Judgment delivered 12/07/1996
Joint reasons for judgment of Pincus and Davies JJ.A; separate reasons of McPherson J.A. concurring as to the orders made.
APPEAL ALLOWED. ORDER OF MAGISTRATE MADE 25 JULY 1995 SET ASIDE. MATTER REMITTED TO THE MAGISTRATE TO DETERMINE THE APPLICATION FOR PRODUCTION OF DOCUMENTS ACCORDING TO LAW. NO ORDER AS TO COSTS.
CATCHWORDS:
REVIEW OF ORDER by magistrate refusing production of documents pursuant to a summons issued pursuant to s.83 Justices Act 1886 effect of s.99 Criminal Justice Act 1989 on refusal: Miller v. Miller (1978) 141 C.L.R. 269; Hilton v.

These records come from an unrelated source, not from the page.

use anyhow::Result;
use async_trait::async_trait;

use crate::task_manager::TaskManager;

/// Base trait for providers that can create components asynchronously.
#[async_trait]
pub trait AsyncProvider<T> {
    async fn provide(&self) -> Result<T>;
}

/// Trait for services that can be started through TaskManager.
///
/// # Example
///
/// ```no_run
/// use laptopctld::providers::traits::ServiceProvider;
/// use laptopctld::task_manager::TaskManager;
/// use anyhow::Result;
///
/// struct ExampleService;
///
/// #[async_trait::async_trait]
/// impl ServiceProvider for ExampleService {
///     async fn start(&self, task_manager: &mut TaskManager) -> Result<()> {
///         task_manager.spawn_task("example".to_string(), |token| async move {
///             token.cancelled().await;
///             Ok(())
///         }).await
///     }
///
///     fn name(&self) -> &'static str { "ExampleService" }
/// }
/// ```
#[async_trait]
pub trait ServiceProvider: Send + Sync {
    /// Starts the service in TaskManager.
    async fn start(&self, task_manager: &mut TaskManager) -> Result<()>;

    /// Returns service name for logging and management.
    fn name(&self) -> &'static str;

    /// Returns startup priority (higher numbers start first).
    fn priority(&self) -> i32 {
        0
    }

    /// Indicates if service is critical for system operation.
    fn is_critical(&self) -> bool {
        false
    }
}
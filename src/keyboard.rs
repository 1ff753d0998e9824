//! Media key emulation.

use std::process::Stdio;

use log::warn;

/// Keys the button bindings can emit, with their Windows virtual-key codes.
#[derive(Debug, Clone, Copy, PartialEq, Eq, Hash)]
pub enum VirtualKey {
    VolumeMute = 0xAD,
    MediaPlayPause = 0xB3,
}

impl VirtualKey {
    pub fn code(self) -> u8 {
        self as u8
    }

    /// X11 keysym for the same key.
    pub fn keysym(self) -> &'static str {
        match self {
            VirtualKey::VolumeMute => "XF86AudioMute",
            VirtualKey::MediaPlayPause => "XF86AudioPlay",
        }
    }
}

/// Synthesises key presses; fire-and-forget.
#[cfg_attr(test, mockall::automock)]
pub trait KeyEmulator: Send + Sync {
    fn press(&self, key: VirtualKey);
}

/// Presses keys through `xdotool key <keysym>`.
#[derive(Debug, Clone)]
pub struct XdotoolKeyEmulator {
    program: String,
}

impl XdotoolKeyEmulator {
    pub fn new(program: impl Into<String>) -> Self {
        Self {
            program: program.into(),
        }
    }
}

impl Default for XdotoolKeyEmulator {
    fn default() -> Self {
        Self::new("xdotool")
    }
}

impl KeyEmulator for XdotoolKeyEmulator {
    fn press(&self, key: VirtualKey) {
        let spawned = tokio::process::Command::new(&self.program)
            .args(["key", key.keysym()])
            .stdin(Stdio::null())
            .stdout(Stdio::null())
            .stderr(Stdio::null())
            .spawn();

        if let Err(e) = spawned {
            warn!(
                "Failed to press {:?} (0x{:02X}) via {}: {e}",
                key,
                key.code(),
                self.program
            );
        }
    }
}

#[cfg(test)]
mod tests {
    use super::*;
    use pretty_assertions::assert_eq;

    #[test]
    fn virtual_key_codes() {
        assert_eq!(VirtualKey::VolumeMute.code(), 0xAD);
        assert_eq!(VirtualKey::MediaPlayPause.code(), 0xB3);
    }

    #[test]
    fn keysyms() {
        assert_eq!(VirtualKey::VolumeMute.keysym(), "XF86AudioMute");
        assert_eq!(VirtualKey::MediaPlayPause.keysym(), "XF86AudioPlay");
    }

    #[tokio::test]
    async fn missing_emulator_program_is_absorbed() {
        XdotoolKeyEmulator::new("/nonexistent/xdotool").press(VirtualKey::VolumeMute);
    }
}
use std::fmt::Display;
use std::sync::Arc;

use log::{info, warn};
use zbus::{fdo, interface, object_server::SignalEmitter};

use crate::{
    app_context::AppState,
    config::PERFORMANCE_MODE,
    dispatcher::HardwareEvent,
    event::{Event, EventBus},
    fan_curve::{Device, FanCurve},
};

pub const SERVICE_NAME: &str = "io.github.laptopctld";
pub const OBJECT_PATH: &str = "/io/github/laptopctld";

fn failed(e: impl Display) -> fdo::Error {
    fdo::Error::Failed(e.to_string())
}

pub struct DBusInterface {
    state: Arc<AppState>,
    event_bus: EventBus,
    version: String,
}

impl DBusInterface {
    pub fn new(state: Arc<AppState>, event_bus: EventBus, version: String) -> Self {
        Self {
            state,
            event_bus,
            version,
        }
    }
}

#[interface(name = "io.github.laptopctld1")]
impl DBusInterface {
    #[zbus(signal)]
    async fn stopped(emitter: &SignalEmitter<'_>) -> zbus::Result<()>;

    /// Sent when a sensor value moved noticeably; unknown values are -1.
    #[zbus(signal)]
    pub async fn sensors_changed(
        emitter: &SignalEmitter<'_>,
        cpu_temperature: f64,
        battery_discharge: f64,
    ) -> zbus::Result<()>;

    /// Sent when the power source changes; `charge_limit` is -1 when unset.
    #[zbus(signal)]
    pub async fn power_policy_changed(
        emitter: &SignalEmitter<'_>,
        plugged: bool,
        gpu_eco: bool,
        high_refresh: bool,
        charge_limit: i64,
    ) -> zbus::Result<()>;

    async fn stop(&self, #[zbus(signal_emitter)] emitter: SignalEmitter<'_>) -> fdo::Result<()> {
        emitter.stopped().await?;
        self.event_bus.publish(Event::SystemShutdown).map_err(failed)?;
        Ok(())
    }

    /// Feeds a raw hotkey id into the dispatcher.
    async fn dispatch_event(&self, event_id: i32) -> fdo::Result<()> {
        let event = HardwareEvent(event_id);
        info!("Received hardware event {event}");
        self.event_bus
            .publish(Event::Hardware(event))
            .map_err(failed)
    }

    /// Stored curve for the current mode, or an empty string when none is saved.
    async fn get_fan_curve(&self, device: u8) -> fdo::Result<String> {
        let curve = self
            .state
            .codec
            .load(Device::from(device))
            .await
            .map_err(failed)?;
        Ok(curve.map(|c| c.to_string()).unwrap_or_default())
    }

    async fn set_fan_curve(&self, device: u8, curve: &str) -> fdo::Result<()> {
        let curve: FanCurve = curve
            .parse()
            .map_err(|e| fdo::Error::InvalidArgs(format!("{e}")))?;
        self.state
            .codec
            .save(Device::from(device), &curve)
            .await
            .map_err(|e| {
                warn!("Failed to save fan curve: {e:#}");
                failed(format!("{e:#}"))
            })
    }

    async fn default_fan_curve(&self, device: u8) -> String {
        self.state
            .codec
            .default_curve(Device::from(device))
            .await
            .to_string()
    }

    #[zbus(property)]
    async fn version(&self) -> String {
        self.version.clone()
    }

    /// Raw stored mode, -1 when unset.
    #[zbus(property)]
    async fn performance_mode(&self) -> i64 {
        self.state.store.get_int(PERFORMANCE_MODE).await
    }

    #[zbus(property)]
    async fn cpu_temperature(&self) -> f64 {
        self.state.latest_reading().await.cpu_temperature_or_sentinel()
    }

    #[zbus(property)]
    async fn battery_discharge(&self) -> f64 {
        self.state.latest_reading().await.battery_discharge_or_sentinel()
    }
}
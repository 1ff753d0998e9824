use std::fs::File;

use anyhow::{Context, Result, anyhow};
use clap::Parser;
use daemonize::Daemonize;
use log::{LevelFilter, info};
use syslog::{BasicLogger, Facility, Formatter3164};

use laptopctld::{application::Application, cli::Cli, config::ConfigStore};

const DAEMON_LOG: &str = "/var/tmp/laptopctld.log";

fn init_log(verbose: bool) -> Result<()> {
    let level = if verbose {
        LevelFilter::Debug
    } else {
        LevelFilter::Info
    };

    syslog::unix(Formatter3164 {
        facility: Facility::LOG_USER,
        hostname: None,
        process: "laptopctld".into(),
        pid: 0,
    })
    .map_err(|e| anyhow!("{e}"))
    .and_then(|logger| {
        log::set_boxed_logger(Box::new(BasicLogger::new(logger)))
            .map(|()| log::set_max_level(level))
            .map_err(|e| anyhow!("{e}"))
    })
}

fn into_daemon() -> Result<()> {
    File::create(DAEMON_LOG)
        .and_then(|out| Ok((out.try_clone()?, out)))
        .with_context(|| format!("Failed to create {DAEMON_LOG}"))
        .and_then(|(stderr, stdout)| {
            Daemonize::new()
                .stdout(stdout)
                .stderr(stderr)
                .start()
                .map_err(|e| anyhow!("{e}"))
        })
}

async fn run(cli: Cli) -> Result<()> {
    #[cfg(feature = "tokio-console")]
    console_subscriber::init();

    let store = ConfigStore::load(cli.config.clone()).await?;
    info!("Settings loaded from {}", store.path().display());

    Application::builder()
        .with_store(store)
        .with_options(cli.runtime_options())
        .build()?
        .run()
        .await
}

fn main() -> Result<()> {
    let cli = Cli::parse();
    if let Err(e) = init_log(cli.verbose) {
        eprintln!("laptopctld: syslog unavailable, running without logs: {e}");
    }

    // Fork before the runtime spawns its worker threads.
    if cli.daemonize {
        into_daemon()?;
    }

    tokio::runtime::Builder::new_multi_thread()
        .enable_all()
        .build()
        .context("Failed to start the async runtime")?
        .block_on(run(cli))
}
//! Application state provider for dependency injection.

use anyhow::Result;
use async_trait::async_trait;
use std::sync::Arc;

use crate::{
    app_context::{AppState, RuntimeOptions},
    config::ConfigStore,
    providers::traits::AsyncProvider,
    sensors::SensorSampler,
};

/// Builds the shared state, probing sensors on a blocking thread.
pub struct AppStateProvider {
    store: ConfigStore,
    options: RuntimeOptions,
}

impl AppStateProvider {
    pub const fn new(store: ConfigStore, options: RuntimeOptions) -> Self {
        Self { store, options }
    }
}

#[async_trait]
impl AsyncProvider<Arc<AppState>> for AppStateProvider {
    async fn provide(&self) -> Result<Arc<AppState>> {
        let sampler = tokio::task::spawn_blocking(SensorSampler::discover).await?;
        Ok(Arc::new(AppState::new(
            self.store.clone(),
            sampler,
            self.options.clone(),
        )))
    }
}
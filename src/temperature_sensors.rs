//! Concrete sensor sources behind [`crate::sensors`].

pub mod lm_sensor;
pub mod sysfs;
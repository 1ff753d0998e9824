//! Performance-mode, lighting and panel-visibility control.

use std::sync::atomic::{AtomicBool, Ordering};

use async_trait::async_trait;
use log::{debug, error, info};

use crate::{
    config::{ConfigStore, MISSING_INT, PERFORMANCE_MODE},
    event::{Event, EventBus},
    fan_curve::PerformanceMode,
};

/// Key holding the current keyboard lighting mode.
pub const LIGHTING_MODE: &str = "aura_mode";

/// Lighting effects in cycle order; the stored value is the index.
pub const LIGHTING_MODES: [&str; 4] = ["static", "breathe", "color-cycle", "strobe"];

pub const CHARGE_LIMIT: &str = "charge_limit";
/// 1 switches the GPU to eco mode while on battery.
pub const GPU_AUTO: &str = "gpu_auto";
/// 1 drops the panel refresh rate while on battery.
pub const SCREEN_AUTO: &str = "screen_auto";

/// Settings reported at startup.
const RESTORED_KEYS: [&str; 3] = [CHARGE_LIMIT, GPU_AUTO, SCREEN_AUTO];

/// Power-dependent settings resolved against the current power source.
#[derive(Debug, Clone, Copy, PartialEq, Eq)]
pub struct PowerPolicy {
    pub plugged: bool,
    pub gpu_auto: bool,
    pub screen_auto: bool,
    pub charge_limit: Option<i64>,
}

impl PowerPolicy {
    pub fn gpu_eco(&self) -> bool {
        self.gpu_auto && !self.plugged
    }

    pub fn high_refresh(&self) -> bool {
        !self.screen_auto || self.plugged
    }
}

/// Operations the dispatcher's actions end up invoking.
///
/// Each call is safe to repeat and never fails towards the caller.
#[cfg_attr(test, mockall::automock)]
#[async_trait]
pub trait UiController: Send + Sync {
    async fn toggle_visibility(&self);
    async fn cycle_performance_mode(&self);
    async fn cycle_lighting_mode(&self);
    /// Re-applies the power-dependent settings for the given power source.
    async fn apply_power_source(&self, plugged: bool);
}

/// Settings-backed controller; publishes every change on the event bus so
/// UI clients and hardware backends can follow.
pub struct ModeController {
    store: ConfigStore,
    event_bus: EventBus,
    visible: AtomicBool,
}

impl ModeController {
    pub fn new(store: ConfigStore, event_bus: EventBus) -> Self {
        Self {
            store,
            event_bus,
            visible: AtomicBool::new(false),
        }
    }

    pub fn is_visible(&self) -> bool {
        self.visible.load(Ordering::SeqCst)
    }

    pub async fn performance_mode(&self) -> PerformanceMode {
        PerformanceMode::from_config(self.store.get_int(PERFORMANCE_MODE).await)
    }

    /// Logs the persisted state the daemon starts with.
    pub async fn restore(&self) {
        let mode = self.performance_mode().await;
        info!("Performance mode: {}", mode.name());

        for key in RESTORED_KEYS {
            match self.store.get_int(key).await {
                MISSING_INT => info!("{key}: unset"),
                value => info!("{key}: {value}"),
            }
        }
    }

    pub async fn power_policy(&self, plugged: bool) -> PowerPolicy {
        let charge_limit = match self.store.get_int(CHARGE_LIMIT).await {
            MISSING_INT => None,
            limit => Some(limit),
        };
        PowerPolicy {
            plugged,
            gpu_auto: self.store.get_int(GPU_AUTO).await == 1,
            screen_auto: self.store.get_int(SCREEN_AUTO).await == 1,
            charge_limit,
        }
    }

    fn publish(&self, event: Event) {
        if let Err(e) = self.event_bus.publish(event) {
            debug!("No listeners for mode change: {e}");
        }
    }
}

#[async_trait]
impl UiController for ModeController {
    async fn toggle_visibility(&self) {
        let visible = !self.visible.fetch_xor(true, Ordering::SeqCst);
        info!("Panel {}", if visible { "shown" } else { "hidden" });
        self.publish(Event::VisibilityToggled(visible));
    }

    async fn cycle_performance_mode(&self) {
        let mode = self.performance_mode().await.next();

        if let Err(e) = self.store.set(PERFORMANCE_MODE, mode.as_config()).await {
            error!("Failed to persist performance mode: {e:#}");
        }
        info!("Performance mode: {}", mode.name());
        self.publish(Event::PerformanceModeChanged(mode));
    }

    async fn cycle_lighting_mode(&self) {
        let current = self.store.get_int(LIGHTING_MODE).await;
        let next = match usize::try_from(current) {
            Ok(index) => (index + 1) % LIGHTING_MODES.len(),
            Err(_) => 0,
        };

        if let Err(e) = self.store.set(LIGHTING_MODE, next as i64).await {
            error!("Failed to persist lighting mode: {e:#}");
        }
        info!("Lighting mode: {}", LIGHTING_MODES[next]);
        self.publish(Event::LightingModeChanged(next));
    }

    async fn apply_power_source(&self, plugged: bool) {
        let policy = self.power_policy(plugged).await;
        info!(
            "{}: GPU {}, refresh {}, charge limit {}",
            if plugged { "On mains" } else { "On battery" },
            if policy.gpu_eco() { "eco" } else { "standard" },
            if policy.high_refresh() { "high" } else { "low" },
            policy
                .charge_limit
                .map_or_else(|| "unset".to_string(), |limit| format!("{limit}%"))
        );
        self.publish(Event::PowerPolicyApplied(policy));
    }
}
//! # laptopctld
//!
//! A Linux daemon for gaming-laptop hotkeys: performance modes, keyboard
//! lighting, per-mode fan curves and battery/thermal readouts.
//!
//! ## Features
//!
//! - **Settings Store**: one flat JSON file, rewritten atomically on every change
//! - **Fan Curves**: 16-byte curves per device and performance mode, stored as hex text
//! - **Hotkeys**: M3/M4/Fn events resolved to actions through user bindings
//! - **Sensors**: CPU temperature via lm-sensors or sysfs, battery discharge via sysfs
//! - **Power Source**: mains adapter watcher that re-publishes power-dependent settings
//! - **D-Bus Interface**: methods, properties and change signals for UI clients
//!
//! ## Architecture
//!
//! The daemon uses a provider-based dependency injection system with:
//! - [`SystemCoordinator`](coordinator::SystemCoordinator) - Main lifecycle manager
//! - [`EventBus`](event::EventBus) - Inter-service communication
//! - [`AppState`](app_context::AppState) - Shared application state
//! - Service providers for modular functionality
//!
//! ## Example
//!
//! ```no_run
//! use laptopctld::{application::Application, config::ConfigStore};
//!
//! #[tokio::main]
//! async fn main() -> anyhow::Result<()> {
//!     let store = ConfigStore::load(None).await?;
//!     Application::builder()
//!         .with_store(store)
//!         .build()?
//!         .run()
//!         .await
//! }
//! ```

pub mod app_context;
pub mod application;
pub mod cli;
pub mod config;
pub mod controller;
pub mod coordinator;
pub mod dispatcher;
pub mod event;
pub mod fan_curve;
pub mod interface;
pub mod keyboard;
pub mod launcher;
pub mod providers;
pub mod sensors;
pub mod task_manager;
pub mod temperature_sensors;
//! Best-effort sampling of CPU temperature and battery discharge rate.

use anyhow::Result;
use async_trait::async_trait;
use log::debug;

use crate::temperature_sensors::{
    lm_sensor::LmSensorSource,
    sysfs::{BatteryPowerSensor, ThermalZoneSensor},
};

/// Value reported to clients for an unknown reading.
pub const SENTINEL: f64 = -1.0;

#[async_trait]
pub trait TemperatureSensor: Send + Sync {
    /// Temperature in °C.
    async fn read_temperature(&self) -> Result<f32>;
    fn sensor_name(&self) -> String;
}

#[async_trait]
pub trait PowerSensor: Send + Sync {
    /// Discharge rate in watts.
    async fn read_power(&self) -> Result<f32>;
    fn sensor_name(&self) -> String;
}

/// One sample of both sensors. `None` means unknown, never zero.
#[derive(Debug, Clone, Copy, PartialEq, Default)]
pub struct SensorReading {
    pub cpu_temperature: Option<f32>,
    pub battery_discharge: Option<f32>,
}

impl SensorReading {
    /// Temperature with `-1` standing in for unknown.
    pub fn cpu_temperature_or_sentinel(&self) -> f64 {
        self.cpu_temperature.map_or(SENTINEL, f64::from)
    }

    /// Discharge rate with `-1` standing in for unknown.
    pub fn battery_discharge_or_sentinel(&self) -> f64 {
        self.battery_discharge.map_or(SENTINEL, f64::from)
    }

    /// Whether either value moved by at least `threshold` (or changed
    /// between known and unknown).
    pub fn differs_from(&self, other: &SensorReading, threshold: f32) -> bool {
        fn moved(a: Option<f32>, b: Option<f32>, threshold: f32) -> bool {
            match (a, b) {
                (Some(a), Some(b)) => (a - b).abs() >= threshold,
                (None, None) => false,
                _ => true,
            }
        }

        moved(self.cpu_temperature, other.cpu_temperature, threshold)
            || moved(self.battery_discharge, other.battery_discharge, threshold)
    }
}

/// Reads the two sensors independently; a failing or missing sensor only
/// blanks its own field.
///
/// # Example
///
/// ```no_run
/// use laptopctld::sensors::SensorSampler;
///
/// # async fn example() {
/// let sampler = SensorSampler::discover();
/// let reading = sampler.sample().await;
/// if let Some(t) = reading.cpu_temperature {
///     println!("CPU at {t:.1}°C");
/// }
/// # }
/// ```
#[derive(Default)]
pub struct SensorSampler {
    temperature: Option<Box<dyn TemperatureSensor>>,
    power: Option<Box<dyn PowerSensor>>,
}

impl SensorSampler {
    pub fn new(
        temperature: Option<Box<dyn TemperatureSensor>>,
        power: Option<Box<dyn PowerSensor>>,
    ) -> Self {
        Self { temperature, power }
    }

    /// Picks the ACPI thermal zone (lm-sensors first, sysfs second) and the
    /// first battery exposing a power reading.
    pub fn discover() -> Self {
        let temperature = LmSensorSource::discover_acpi()
            .map(|s| Box::new(s) as Box<dyn TemperatureSensor>)
            .or_else(|| {
                ThermalZoneSensor::discover().map(|s| Box::new(s) as Box<dyn TemperatureSensor>)
            });
        let power = BatteryPowerSensor::discover().map(|s| Box::new(s) as Box<dyn PowerSensor>);

        match &temperature {
            Some(sensor) => log::info!("Using temperature sensor {}", sensor.sensor_name()),
            None => log::warn!("No CPU temperature sensor found"),
        }
        match &power {
            Some(sensor) => log::info!("Using power sensor {}", sensor.sensor_name()),
            None => log::warn!("No battery power sensor found"),
        }

        Self::new(temperature, power)
    }

    pub async fn sample(&self) -> SensorReading {
        let cpu_temperature = match &self.temperature {
            Some(sensor) => sensor
                .read_temperature()
                .await
                .inspect_err(|e| debug!("Failed reading {}: {e}", sensor.sensor_name()))
                .ok(),
            None => None,
        };

        let battery_discharge = match &self.power {
            Some(sensor) => sensor
                .read_power()
                .await
                .inspect_err(|e| debug!("Failed reading {}: {e}", sensor.sensor_name()))
                .ok(),
            None => None,
        };

        SensorReading {
            cpu_temperature,
            battery_discharge,
        }
    }
}
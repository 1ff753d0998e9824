use std::sync::{Arc, LazyLock};

use anyhow::{Result, anyhow};
use async_trait::async_trait;
use lm_sensors::{
    LMSensors, SubFeatureRef,
    value::{Kind as ValueKind, Value},
};
use log::{debug, info, warn};
use tokio::sync::Mutex;

use crate::sensors::TemperatureSensor;

/// Chip name prefix of the ACPI thermal zone driver.
const ACPI_CHIP_PREFIX: &str = "acpitz";

/// Wrapper making the libsensors handle shareable across tasks.
pub struct LMSensorsRef(pub LMSensors);

// SAFETY: lm-sensors library (>= 3.6) uses internal global mutex for all operations.
// The library is thread-safe but doesn't implement Send/Sync markers.
unsafe impl Send for LMSensorsRef {}
unsafe impl Sync for LMSensorsRef {}

/// Process-wide libsensors instance, `None` when the library is unusable.
pub static LMSENSORS: LazyLock<Option<LMSensorsRef>> =
    LazyLock::new(|| match lm_sensors::Initializer::default().initialize() {
        Ok(sensors) => {
            info!("lm-sensors initialized successfully");
            Some(LMSensorsRef(sensors))
        }
        Err(e) => {
            warn!("lm-sensors not available: {e}");
            None
        }
    });

struct Sensor {
    subf: SubFeatureRef<'static>,
}

// SAFETY: libsensors (>= 3.6) guards all sensor access with an internal global mutex.
//         The `SubFeatureRef::value()` call is read-only.
//         Therefore, moving this pointer across threads cannot cause data races.
unsafe impl Send for Sensor {}
unsafe impl Sync for Sensor {}

/// First temperature input of the ACPI thermal zone chip.
pub struct LmSensorSource {
    key: String,
    sensor: Arc<Mutex<Sensor>>,
}

impl LmSensorSource {
    pub fn discover_acpi() -> Option<Self> {
        let lms = LMSENSORS.as_ref()?;
        Self::discover(&lms.0, ACPI_CHIP_PREFIX)
    }

    pub fn discover(lmsensors: &'static LMSensors, chip_prefix: &str) -> Option<Self> {
        let chip_ref = lmsensors.chip_iter(None).find(|c| {
            c.name()
                .map(|n| n.starts_with(chip_prefix))
                .unwrap_or(false)
        })?;
        let chip_name = chip_ref.name().ok()?;

        let (feat_name, subfeat_ref) = chip_ref.feature_iter().find_map(|f| {
            let subfeat = f
                .sub_feature_iter()
                .find(|s| matches!(s.kind(), Some(ValueKind::TemperatureInput)))?;
            let name = f.name().and_then(|n| n.ok()).unwrap_or("N/A");
            Some((name.to_string(), subfeat))
        })?;

        let key = format!("lm:{chip_name}:{feat_name}");
        debug!("Found LM sensor: {key}");

        Some(LmSensorSource {
            key,
            sensor: Arc::new(Mutex::new(Sensor { subf: subfeat_ref })),
        })
    }
}

#[async_trait]
impl TemperatureSensor for LmSensorSource {
    fn sensor_name(&self) -> String {
        self.key.clone()
    }

    async fn read_temperature(&self) -> Result<f32> {
        match self.sensor.lock().await.subf.value()? {
            Value::TemperatureInput(t) => Ok(t as f32),
            _ => Err(anyhow!("non-temperature value")),
        }
    }
}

Wells (1985) 157 C.L.R. 57 questions arising pursuant to the ordering of production of documents appropriately to be determined by magistrate.
Counsel:
Mr. M. D. Foley for the applicant Mr. A. J. Rafter for the respondent
Solicitors:
Foleys for the applicant Criminal Justice Commission for the respondent
Hearing Date:
29 May 1996
IN THE COURT OF APPEAL
SUPREME COURT OF QUEENSLAND
Appeal No. 206 of 1995
Brisbane
Before
Pincus J.A. Davies J.A. McPherson J.A.
[Von Snarski v. CJC]
BETWEEN:
BARRIE RANDALL VON SNARSKI
(Applicant)
AND:
CRIMINAL JUSTICE COMMISSION
(Respondent)
JOINT REASONS FOR JUDGMENT - PINCUS AND DAVIES JJ.A. Judgment delivered the 12th day of July 1996
The applicant seeks review of an order by a magistrate refusing production of documents by the respondent Criminal Justice Commission pursuant to a summons issued pursuant to s.83 of the Justices Act in committal proceedings against the applicant in respect of an offence of carrying on the business of trafficking in a dangerous drug namely cannabis sativa. The learned Magistrate declined to make the order to produce the documents because he thought he was precluded from doing so by s.3.28 of the Criminal Justice Act 1989 and the decision of this Court in R. v. Le Gros and R. v. Jackson C.A. Nos. 330 and 331 of 1992. The applicant accepts that two hand guns and some notebooks also sought in the summons are not in the possession of the Commission.
Section 83 of the Justices Act provides:
"
(1) When justices have authority to summon any person as a witness they
shall have the like authority to require and compel the person to bring and produce for
the purposes of evidence all documents and writings in the person's possession or
power, and to proceed against the person in case of neglect or refusal so to do in the
same manner as in case of neglect or refusal to attend or refusal to be examined.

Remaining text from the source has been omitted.